[Description of the task] Every line below containing the word "usize" should be found and copied.

[Data in this exercise]
//! Byte payloads as they cross the caller boundary.
//!
//! Values are hex strings: even length, case-insensitive when parsed, uppercase when printed.

use std::fmt::{self, Debug, Display, Formatter};
use std::str::FromStr;

use crate::{Error, Result};

/// Encodes bytes as uppercase hex.
pub fn encode(bytes: &[u8]) -> String {
    hex::encode_upper(bytes)
}

/// Decodes a hex string. Odd lengths and non-hex digits fail with [`Error::InvalidArgument`].
pub fn decode(s: &str) -> Result<Vec<u8>> {
    hex::decode(s.trim()).map_err(|e| Error::InvalidArgument(format!("hex payload {:?}: {}", s, e)))
}

/// A byte payload carried by an [`Event`](crate::api::Event).
///
/// Holds the raw bytes and formats them as uppercase hex.
#[derive(Clone, Default, PartialEq, Eq, Hash)]
pub struct HexValue(Vec<u8>);

impl HexValue {
    pub fn as_bytes(&self) -> &[u8] {
        &self.0
    }

    pub fn into_bytes(self) -> Vec<u8> {
        self.0
    }

    pub fn len(&self) -> usize {
        self.0.len()
    }

    pub fn is_empty(&self) -> bool {
        self.0.is_empty()
    }
}

impl From<Vec<u8>> for HexValue {
    fn from(bytes: Vec<u8>) -> Self {
        Self(bytes)
    }
}

impl From<&[u8]> for HexValue {
    fn from(bytes: &[u8]) -> Self {
        Self(bytes.to_vec())
    }
}

impl FromStr for HexValue {
    type Err = Error;

    fn from_str(s: &str) -> Result<Self> {
        decode(s).map(Self)
    }
}

impl Display for HexValue {
    fn fmt(&self, f: &mut Formatter) -> fmt::Result {
        f.write_str(&encode(&self.0))
    }
}

impl Debug for HexValue {
    fn fmt(&self, f: &mut Formatter) -> fmt::Result {
        write!(f, "HexValue({})", self)
    }
}

impl PartialEq<&str> for HexValue {
    fn eq(&self, other: &&str) -> bool {
        decode(other).map(|bytes| bytes == self.0).unwrap_or(false)
    }
}
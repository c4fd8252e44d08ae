use std::fmt::Debug;
use std::pin::Pin;

use async_trait::async_trait;
use futures::stream::Stream;
use uuid::Uuid;

use super::{Advertisement, BDAddr, ScanFilter, Service, ValueNotification, WriteType};
use crate::config::ScanMode;
use crate::Result;

/// Advertising reports for the running scan. An `Err` item ends the scan.
pub type AdvertisementStream = Pin<Box<dyn Stream<Item = Result<Advertisement>> + Send>>;

/// Unsolicited traffic on a connected link.
pub type LinkEventStream = Pin<Box<dyn Stream<Item = LinkEvent> + Send>>;

#[derive(Debug, Clone, PartialEq, Eq)]
pub enum LinkEvent {
    Notification(ValueNotification),
    /// The peer or the platform dropped the link.
    Disconnected,
}

/// Options passed through to the platform connect call.
#[derive(Debug, Clone, Copy, PartialEq, Eq, Default)]
pub struct ConnectOptions {
    /// Let the platform connect in the background whenever the peer becomes available, instead
    /// of a direct connection attempt.
    pub auto_connect: bool,
}

/// The platform BLE stack, seen from the central role: discovery, connection establishment and
/// bonding. This is the "adapter" half of the transport seam; [`Link`] is the per-connection half.
///
/// Implementations run their own I/O scheduling. The gateway never calls `start_scan` twice
/// without a `stop_scan` in between, and releases every link it opened before `shutdown`.
#[async_trait]
pub trait Transport: Send + Sync + 'static {
    /// Starts platform discovery. The services of `filter` should be pushed down to the
    /// platform when it supports it; the gateway applies the whole filter again anyway.
    async fn start_scan(&self, filter: &ScanFilter, mode: ScanMode) -> Result<AdvertisementStream>;

    /// Stops discovery and releases the platform scan handle.
    async fn stop_scan(&self) -> Result<()>;

    /// Establishes a connection. The returned link is owned by exactly one session.
    async fn connect(&self, address: BDAddr, options: &ConnectOptions) -> Result<Box<dyn Link>>;

    /// Resolves once the platform stack is ready to accept a bonding request.
    async fn wait_ready(&self) -> Result<()> {
        Ok(())
    }

    /// Issues the bonding request. Returns once the request is accepted, not once bonded.
    async fn pair(&self, address: BDAddr) -> Result<()>;

    /// Releases the platform handle. Called once, last, by gateway shutdown.
    async fn shutdown(&self) -> Result<()> {
        Ok(())
    }
}

/// One established connection. GATT calls on a link are never issued concurrently by the
/// gateway: each completes (or is dropped by cancellation) before the next one starts.
#[async_trait]
pub trait Link: Send + Sync + Debug {
    fn address(&self) -> BDAddr;

    /// Discovers all services and their characteristics.
    async fn discover_services(&self) -> Result<Vec<Service>>;

    async fn read(&self, characteristic: Uuid) -> Result<Vec<u8>>;

    async fn write(&self, characteristic: Uuid, data: &[u8], write_type: WriteType) -> Result<()>;

    /// Enables notify or indicate (depending on support) for the characteristic.
    async fn subscribe(&self, characteristic: Uuid) -> Result<()>;

    async fn unsubscribe(&self, characteristic: Uuid) -> Result<()>;

    /// Negotiates the ATT MTU and returns the value agreed with the peer.
    async fn request_mtu(&self, mtu: u16) -> Result<u16>;

    async fn read_rssi(&self) -> Result<i16>;

    /// Notifications for every subscribed characteristic, and the link's own disconnection.
    /// The gateway takes this stream once, right after the link is established.
    async fn events(&self) -> Result<LinkEventStream>;

    /// Terminates the connection.
    async fn disconnect(&self) -> Result<()>;
}
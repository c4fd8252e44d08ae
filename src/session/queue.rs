//! Per-device GATT operations and the FIFO they wait in.

use std::collections::VecDeque;

use uuid::Uuid;

use crate::api::{BDAddr, Event, Link, WriteType};
use crate::{Error, Result};

#[derive(Debug, Clone, PartialEq)]
pub(crate) enum OperationKind {
    Read {
        characteristic: Uuid,
    },
    Write {
        characteristic: Uuid,
        data: Vec<u8>,
        write_type: WriteType,
    },
    Subscribe {
        characteristic: Uuid,
    },
    Unsubscribe {
        characteristic: Uuid,
    },
    RequestMtu {
        mtu: u16,
    },
    ReadRssi,
}

/// Successful completion of an operation.
#[derive(Debug, Clone, PartialEq)]
pub(crate) enum Outcome {
    Read(Vec<u8>),
    Written,
    Subscribed,
    Unsubscribed,
    Mtu(u16),
    Rssi(i16),
}

impl OperationKind {
    pub async fn execute(&self, link: &dyn Link) -> Result<Outcome> {
        match self {
            OperationKind::Read { characteristic } => link.read(*characteristic).await.map(Outcome::Read),
            OperationKind::Write {
                characteristic,
                data,
                write_type,
            } => link
                .write(*characteristic, data, *write_type)
                .await
                .map(|_| Outcome::Written),
            OperationKind::Subscribe { characteristic } => link
                .subscribe(*characteristic)
                .await
                .map(|_| Outcome::Subscribed),
            OperationKind::Unsubscribe { characteristic } => link
                .unsubscribe(*characteristic)
                .await
                .map(|_| Outcome::Unsubscribed),
            OperationKind::RequestMtu { mtu } => link.request_mtu(*mtu).await.map(Outcome::Mtu),
            OperationKind::ReadRssi => link.read_rssi().await.map(Outcome::Rssi),
        }
    }

    /// The event reporting this operation's result.
    pub fn completion_event(&self, address: BDAddr, result: Result<Outcome>) -> Event {
        match (self, result) {
            (OperationKind::Read { characteristic }, Ok(Outcome::Read(value))) => {
                Event::ReadSuccess {
                    address,
                    characteristic: *characteristic,
                    value: value.into(),
                }
            }
            (
                OperationKind::Write {
                    characteristic,
                    data,
                    ..
                },
                Ok(_),
            ) => Event::WriteSuccess {
                address,
                characteristic: *characteristic,
                value: data.as_slice().into(),
            },
            (OperationKind::Subscribe { characteristic }, Ok(_)) => Event::Subscribed {
                address,
                characteristic: *characteristic,
            },
            (OperationKind::Unsubscribe { characteristic }, Ok(_)) => Event::Unsubscribed {
                address,
                characteristic: *characteristic,
            },
            (OperationKind::RequestMtu { .. }, Ok(Outcome::Mtu(mtu))) => {
                Event::MtuSuccess { address, mtu }
            }
            (OperationKind::ReadRssi, Ok(Outcome::Rssi(rssi))) => {
                Event::RssiSuccess { address, rssi }
            }
            (kind, Ok(outcome)) => kind.failure_event(
                address,
                Error::TransportError(format!("unexpected outcome {:?}", outcome)),
            ),
            (kind, Err(error)) => kind.failure_event(address, error),
        }
    }

    pub fn failure_event(&self, address: BDAddr, error: Error) -> Event {
        match self {
            OperationKind::Read { characteristic } => Event::ReadError {
                address,
                characteristic: *characteristic,
                error,
            },
            OperationKind::Write { characteristic, .. } => Event::WriteError {
                address,
                characteristic: *characteristic,
                error,
            },
            OperationKind::Subscribe { characteristic }
            | OperationKind::Unsubscribe { characteristic } => Event::NotificationError {
                address,
                characteristic: *characteristic,
                error,
            },
            OperationKind::RequestMtu { .. } => Event::MtuError { address, error },
            OperationKind::ReadRssi => Event::RssiError { address, error },
        }
    }
}

#[derive(Debug, Clone, PartialEq)]
pub(crate) struct Operation {
    pub id: u64,
    pub kind: OperationKind,
}

/// Pending operations of one session plus the one currently running on the link.
#[derive(Debug, Default)]
pub(crate) struct OperationQueue {
    pending: VecDeque<Operation>,
    in_flight: Option<Operation>,
    next_id: u64,
}

impl OperationQueue {
    pub fn push(&mut self, kind: OperationKind) -> u64 {
        let id = self.next_id;
        self.next_id += 1;
        self.pending.push_back(Operation { id, kind });
        id
    }

    /// Moves the oldest pending operation in flight. Returns `None` while another operation is
    /// still in flight, so the link never sees two concurrent calls.
    pub fn start_next(&mut self) -> Option<Operation> {
        if self.in_flight.is_some() {
            return None;
        }
        let operation = self.pending.pop_front()?;
        self.in_flight = Some(operation.clone());
        Some(operation)
    }

    /// Clears the in-flight slot. Returns false if `id` is not in flight anymore, i.e. the
    /// operation was cancelled while running and its result must be discarded.
    pub fn finish(&mut self, id: u64) -> bool {
        match &self.in_flight {
            Some(operation) if operation.id == id => {
                self.in_flight = None;
                true
            }
            _ => false,
        }
    }

    /// Empties the queue: the in-flight operation first, then the pending ones in order.
    pub fn cancel_all(&mut self) -> Vec<Operation> {
        self.in_flight
            .take()
            .into_iter()
            .chain(self.pending.drain(..))
            .collect()
    }

    pub fn len(&self) -> usize {
        self.pending.len() + usize::from(self.in_flight.is_some())
    }
}
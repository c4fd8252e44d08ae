//! Utilities for dealing with BLE UUIDs, converting to and from their short formats.

use uuid::Uuid;

use crate::{Error, Result};

const BLUETOOTH_BASE_UUID: u128 = 0x00000000_0000_1000_8000_00805f9b34fb;
const BLUETOOTH_BASE_MASK: u128 = 0x00000000_ffff_ffff_ffff_ffffffffffff;
const BLUETOOTH_BASE_MASK_16: u128 = 0xffff0000_ffff_ffff_ffff_ffffffffffff;

/// Convert a 32-bit BLE short UUID to a full 128-bit UUID by filling in the standard Bluetooth Base
/// UUID.
pub const fn uuid_from_u32(short: u32) -> Uuid {
    Uuid::from_u128(BLUETOOTH_BASE_UUID | ((short as u128) << 96))
}

/// Convert a 16-bit BLE short UUID to a full 128-bit UUID.
pub const fn uuid_from_u16(short: u16) -> Uuid {
    uuid_from_u32(short as u32)
}

/// Parses a characteristic or service UUID as accepted on the text command surface.
///
/// Full 128-bit UUIDs are accepted in any form `uuid` understands. Short forms of 4 or 8 hex
/// digits, optionally prefixed with `0x`, are expanded with the Bluetooth Base UUID.
pub fn parse_uuid(s: &str) -> Result<Uuid> {
    let s = s.trim();
    let digits = s
        .strip_prefix("0x")
        .or_else(|| s.strip_prefix("0X"))
        .unwrap_or(s);
    let is_hex = !digits.is_empty() && digits.chars().all(|c| c.is_ascii_hexdigit());
    match digits.len() {
        4 if is_hex => u16::from_str_radix(digits, 16)
            .map(uuid_from_u16)
            .map_err(|e| Error::InvalidArgument(format!("{}: {}", s, e))),
        8 if is_hex => u32::from_str_radix(digits, 16)
            .map(uuid_from_u32)
            .map_err(|e| Error::InvalidArgument(format!("{}: {}", s, e))),
        _ => Uuid::parse_str(s).map_err(|e| Error::InvalidArgument(format!("{}: {}", s, e))),
    }
}

/// An extension trait for `Uuid` which provides BLE-specific methods.
pub trait BleUuid {
    /// If the UUID is a valid 16-bit BLE short UUID then return its short form.
    fn to_ble_u16(&self) -> Option<u16>;

    /// If the UUID is a valid BLE short UUID then return its short form.
    fn to_ble_u32(&self) -> Option<u32>;

    /// Convert the UUID to a string, using short format if applicable. Used in log output.
    fn to_short_string(&self) -> String;
}

impl BleUuid for Uuid {
    fn to_ble_u16(&self) -> Option<u16> {
        let value = self.as_u128();
        (value & BLUETOOTH_BASE_MASK_16 == BLUETOOTH_BASE_UUID).then(|| (value >> 96) as u16)
    }

    fn to_ble_u32(&self) -> Option<u32> {
        let value = self.as_u128();
        (value & BLUETOOTH_BASE_MASK == BLUETOOTH_BASE_UUID).then(|| (value >> 96) as u32)
    }

    fn to_short_string(&self) -> String {
        match (self.to_ble_u16(), self.to_ble_u32()) {
            (Some(short), _) => format!("{:#06x}", short),
            (None, Some(short)) => format!("{:#010x}", short),
            _ => self.to_string(),
        }
    }
}

#[cfg(test)]
mod tests {
    use super::*;

    #[test]
    fn parses_short_forms() {
        let alert = Uuid::parse_str("00002a06-0000-1000-8000-00805f9b34fb").unwrap();
        assert_eq!(parse_uuid("2a06"), Ok(alert));
        assert_eq!(parse_uuid("0x2A06"), Ok(alert));
        assert_eq!(parse_uuid("00002a06"), Ok(alert));
        assert_eq!(parse_uuid("00002a06-0000-1000-8000-00805f9b34fb"), Ok(alert));
        assert_eq!(
            parse_uuid("12345678"),
            Ok(Uuid::parse_str("12345678-0000-1000-8000-00805f9b34fb").unwrap())
        );
    }

    #[test]
    fn parses_vendor_uuids_unchanged() {
        let uuid = "6e400002-b534-f393-67a9-e50e24dcca9e";
        assert_eq!(parse_uuid(uuid), Ok(Uuid::parse_str(uuid).unwrap()));
    }

    #[test]
    fn rejects_malformed_uuids() {
        for bad in ["", "0x", "2a0", "2a06x", "zzzz", "00002a06-0000-1000-8000"] {
            assert!(
                matches!(parse_uuid(bad), Err(Error::InvalidArgument(_))),
                "{:?} should be rejected",
                bad
            );
        }
    }

    #[test]
    fn short_strings() {
        assert_eq!(uuid_from_u16(0x1122).to_short_string(), "0x1122");
        assert_eq!(uuid_from_u32(0x11223344).to_short_string(), "0x11223344");
        let long = "12345678-9000-1000-8000-00805f9b34fb";
        assert_eq!(Uuid::parse_str(long).unwrap().to_short_string(), long);
        assert_eq!(Uuid::nil().to_ble_u16(), None);
    }
}
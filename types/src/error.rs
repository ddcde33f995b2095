use thiserror::Error;

/// Errors produced when parsing the textual form of a type.
#[derive(Debug, Error, PartialEq, Eq)]
pub enum ParseError {
    #[error("invalid hex: {0}")]
    InvalidHex(String),

    #[error("expected {expected} bytes, got {actual}")]
    InvalidLength { expected: usize, actual: usize },

    #[error("unknown proof category: {0}")]
    UnknownCategory(String),

    #[error("actor identity must not be empty")]
    EmptyActor,
}
//! The `ProofMesh` engine — the single authoritative state machine.
//!
//! Lock order, outermost first:
//!
//! 1. `gate` (shared by every mutation, exclusive for snapshots)
//! 2. proof locks, inside [`ProofStore`] (two only for `link`, lower id first)
//! 3. `admin`
//! 4. `registry`
//!
//! No path acquires an earlier lock while holding a later one. Notifications
//! are emitted after every lock has been released.

use crate::admin::AdminControl;
use crate::config::MeshConfig;
use crate::error::MeshError;
use crate::events::{EventBus, MeshEvent};
use crate::snapshot::MeshSnapshot;
use crate::spans;
use crate::verification::{AttestOutcome, VerificationEngine};
use parking_lot::RwLock;
use proofmesh_proofs::{
    MeshGraph, NewProof, Proof, ProofError, ProofStats, ProofStore, StatsAggregator,
};
use proofmesh_registry::{VerifierInfo, VerifierRegistry};
use proofmesh_types::{
    ActorId, Clock, Fingerprint, MeshParams, ProofCategory, ProofId, ProofStatus, Timestamp,
};
use std::sync::Arc;

pub struct ProofMesh {
    gate: RwLock<()>,
    proofs: ProofStore,
    admin: RwLock<AdminControl>,
    registry: RwLock<VerifierRegistry>,
    events: EventBus,
    clock: Arc<dyn Clock>,
}

impl ProofMesh {
    pub fn new(
        owner: ActorId,
        params: MeshParams,
        clock: Arc<dyn Clock>,
    ) -> Result<Self, MeshError> {
        Ok(Self {
            gate: RwLock::new(()),
            proofs: ProofStore::new(),
            admin: RwLock::new(AdminControl::new(owner, params)?),
            registry: RwLock::new(VerifierRegistry::new()),
            events: EventBus::new(),
            clock,
        })
    }

    pub fn from_config(config: &MeshConfig, clock: Arc<dyn Clock>) -> Result<Self, MeshError> {
        let mesh = Self::new(config.owner.clone(), config.params(), clock)?;
        if config.start_paused {
            let owner = config.owner.clone();
            mesh.admin.write().pause(&owner)?;
        }
        Ok(mesh)
    }

    /// Register a notification listener.
    pub fn subscribe(&self, listener: impl Fn(&MeshEvent) + Send + Sync + 'static) {
        self.events.subscribe(listener);
    }

    pub fn now(&self) -> Timestamp {
        self.clock.now()
    }

    fn ensure_running(&self) -> Result<(), MeshError> {
        self.admin.read().ensure_running()
    }

    // ── Proof lifecycle ────────────────────────────────────────────────

    /// Register a proof on behalf of `creator`. `expires_at = None` means the
    /// proof never expires.
    pub fn create_proof(
        &self,
        creator: &ActorId,
        fingerprint: Fingerprint,
        category: ProofCategory,
        metadata: impl Into<String>,
        expires_at: Option<Timestamp>,
    ) -> Result<ProofId, MeshError> {
        let _span = spans::create_span(creator).entered();
        let (id, now) = {
            let _gate = self.gate.read();
            self.ensure_running()?;
            let now = self.clock.now();
            let draft = NewProof {
                creator: creator.clone(),
                fingerprint,
                category,
                metadata: metadata.into(),
                expires_at,
            };
            (self.proofs.create(draft, now)?, now)
        };
        self.events.emit(&MeshEvent::ProofCreated {
            proof: id,
            creator: creator.clone(),
            category,
            at: now,
        });
        Ok(id)
    }

    /// Record `verifier`'s attestation of `proof`.
    ///
    /// Fails, in this order, with `NotFound`, `Unauthorized`,
    /// `DuplicateAttestation`, `Inactive`, `AlreadyProcessed` or `Expired`.
    ///
    /// **`Expired` is not side-effect free:** the proof is moved from
    /// `Pending` to `Rejected` before the error is returned, and that change
    /// is kept.
    pub fn attest(
        &self,
        proof: &ProofId,
        verifier: &ActorId,
    ) -> Result<AttestOutcome, MeshError> {
        let _span = spans::attest_span(proof, verifier).entered();
        let (outcome, now) = {
            let _gate = self.gate.read();
            self.ensure_running()?;
            let now = self.clock.now();
            let outcome = self.proofs.with_proof_mut(proof, |p| {
                let params = self.admin.read().params().clone();
                let mut registry = self.registry.write();
                VerificationEngine.attest(p, &mut registry, &params, verifier, now)
            })??;
            (outcome, now)
        };
        self.events.emit(&MeshEvent::ProofVerified {
            proof: *proof,
            verifier: verifier.clone(),
            attestations: outcome.attestations,
            verified: outcome.newly_verified,
            at: now,
        });
        Ok(outcome)
    }

    /// Link two proofs. `caller` must have created at least one of them.
    pub fn link(&self, a: &ProofId, b: &ProofId, caller: &ActorId) -> Result<(), MeshError> {
        let _span = spans::link_span(a, b).entered();
        let now = {
            let _gate = self.gate.read();
            self.ensure_running()?;
            MeshGraph::new(&self.proofs).link(a, b, caller)?;
            self.clock.now()
        };
        self.events.emit(&MeshEvent::ProofsLinked {
            from: *a,
            to: *b,
            by: caller.clone(),
            at: now,
        });
        Ok(())
    }

    /// Revoke a proof. Allowed for its creator and for the owner, and while
    /// the system is paused.
    pub fn revoke(&self, proof: &ProofId, caller: &ActorId) -> Result<(), MeshError> {
        let _span = spans::revoke_span(proof, caller).entered();
        let now = {
            let _gate = self.gate.read();
            let owner = self.admin.read().owner().clone();
            self.proofs.revoke(proof, caller, &owner)?;
            self.clock.now()
        };
        self.events.emit(&MeshEvent::ProofRevoked {
            proof: *proof,
            by: caller.clone(),
            at: now,
        });
        Ok(())
    }

    // ── Verifier registry ──────────────────────────────────────────────

    pub fn authorize_verifier(
        &self,
        caller: &ActorId,
        verifier: &ActorId,
    ) -> Result<(), MeshError> {
        let _span = spans::admin_span("authorize_verifier", caller).entered();
        let now = {
            let _gate = self.gate.read();
            let admin = self.admin.read();
            admin.ensure_owner(caller, "authorize verifiers")?;
            let now = self.clock.now();
            self.registry
                .write()
                .authorize(verifier, admin.params().initial_reputation, now)?;
            now
        };
        self.events.emit(&MeshEvent::VerifierAuthorized {
            verifier: verifier.clone(),
            at: now,
        });
        Ok(())
    }

    pub fn deauthorize_verifier(
        &self,
        caller: &ActorId,
        verifier: &ActorId,
    ) -> Result<(), MeshError> {
        let _span = spans::admin_span("deauthorize_verifier", caller).entered();
        let now = {
            let _gate = self.gate.read();
            self.admin.read().ensure_owner(caller, "deauthorize verifiers")?;
            self.registry.write().deauthorize(verifier)?;
            self.clock.now()
        };
        self.events.emit(&MeshEvent::VerifierRemoved {
            verifier: verifier.clone(),
            at: now,
        });
        Ok(())
    }

    // ── Administrative control ─────────────────────────────────────────

    pub fn set_min_verifications(&self, caller: &ActorId, n: u32) -> Result<(), MeshError> {
        let _span = spans::admin_span("set_min_verifications", caller).entered();
        let _gate = self.gate.read();
        self.admin.write().set_min_verifications(caller, n)
    }

    pub fn pause(&self, caller: &ActorId) -> Result<(), MeshError> {
        let _span = spans::admin_span("pause", caller).entered();
        let _gate = self.gate.read();
        self.admin.write().pause(caller)
    }

    pub fn resume(&self, caller: &ActorId) -> Result<(), MeshError> {
        let _span = spans::admin_span("resume", caller).entered();
        let _gate = self.gate.read();
        self.admin.write().resume(caller)
    }

    pub fn transfer_ownership(
        &self,
        caller: &ActorId,
        new_owner: ActorId,
    ) -> Result<(), MeshError> {
        let _span = spans::admin_span("transfer_ownership", caller).entered();
        let _gate = self.gate.read();
        self.admin.write().transfer_ownership(caller, new_owner)
    }

    pub fn owner(&self) -> ActorId {
        self.admin.read().owner().clone()
    }

    pub fn params(&self) -> MeshParams {
        self.admin.read().params().clone()
    }

    pub fn is_paused(&self) -> bool {
        self.admin.read().is_paused()
    }

    // ── Queries ────────────────────────────────────────────────────────

    pub fn proof(&self, id: &ProofId) -> Result<Proof, MeshError> {
        self.proofs
            .get(id)
            .ok_or_else(|| ProofError::NotFound(*id).into())
    }

    pub fn proof_verifiers(&self, id: &ProofId) -> Result<Vec<ActorId>, MeshError> {
        Ok(self.proofs.with_proof(id, |p| p.verifiers.clone())?)
    }

    pub fn linked_proofs(&self, id: &ProofId) -> Result<Vec<ProofId>, MeshError> {
        Ok(MeshGraph::new(&self.proofs).neighbors(id)?)
    }

    pub fn user_proofs(&self, creator: &ActorId) -> Vec<ProofId> {
        self.proofs.by_creator(creator)
    }

    pub fn is_verified(&self, id: &ProofId) -> Result<bool, MeshError> {
        Ok(self
            .proofs
            .with_proof(id, |p| p.status == ProofStatus::Verified)?)
    }

    /// Active, verified, and not past its expiry.
    pub fn is_valid(&self, id: &ProofId) -> Result<bool, MeshError> {
        let now = self.clock.now();
        Ok(self.proofs.with_proof(id, |p| p.is_valid(now))?)
    }

    pub fn verifier_info(&self, actor: &ActorId) -> VerifierInfo {
        self.registry.read().info(actor)
    }

    /// Everyone ever authorized, including later de-authorized verifiers.
    pub fn all_verifiers(&self) -> Vec<ActorId> {
        self.registry.read().list_authorized().to_vec()
    }

    pub fn stats(&self) -> ProofStats {
        StatsAggregator::new(&self.proofs).snapshot()
    }

    pub fn proof_ids(&self, start: usize, count: usize) -> Result<Vec<ProofId>, MeshError> {
        Ok(self.proofs.page(start, count)?)
    }

    pub fn total_proofs(&self) -> u64 {
        self.proofs.len() as u64
    }

    // ── Snapshots ──────────────────────────────────────────────────────

    /// Capture a consistent copy of the whole engine. Blocks mutations for
    /// the duration of the copy.
    pub fn snapshot(&self) -> Result<MeshSnapshot, MeshError> {
        let _gate = self.gate.write();
        let (owner, params, paused) = {
            let admin = self.admin.read();
            (admin.owner().clone(), admin.params().clone(), admin.is_paused())
        };
        let verifiers = self.registry.read().records().cloned().collect();
        MeshSnapshot::create(
            self.clock.now(),
            owner,
            params,
            paused,
            self.proofs.sequence(),
            self.proofs.records(),
            verifiers,
        )
    }

    /// Rebuild an engine from a verified snapshot. Listeners are not part of
    /// a snapshot and must be subscribed again.
    pub fn restore(snapshot: MeshSnapshot, clock: Arc<dyn Clock>) -> Result<Self, MeshError> {
        snapshot.verify()?;
        let proofs = ProofStore::from_records(snapshot.proofs, snapshot.sequence)
            .map_err(|e| MeshError::CorruptSnapshot(e.to_string()))?;
        let registry = VerifierRegistry::from_records(snapshot.verifiers)
            .map_err(|e| MeshError::CorruptSnapshot(e.to_string()))?;
        let admin = AdminControl::restore(snapshot.owner, snapshot.params, snapshot.paused)?;
        tracing::info!(
            proofs = proofs.len(),
            verifiers = registry.len(),
            "engine restored from snapshot"
        );
        Ok(Self {
            gate: RwLock::new(()),
            proofs,
            admin: RwLock::new(admin),
            registry: RwLock::new(registry),
            events: EventBus::new(),
            clock,
        })
    }
}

[Task output]
    pub fn len(&self) -> usize {
    pub fn len(&self) -> usize {
        self.pending.len() + usize::from(self.in_flight.is_some())
    InvalidLength { expected: usize, actual: usize },
    pub fn proof_ids(&self, start: usize, count: usize) -> Result<Vec<ProofId>, MeshError> {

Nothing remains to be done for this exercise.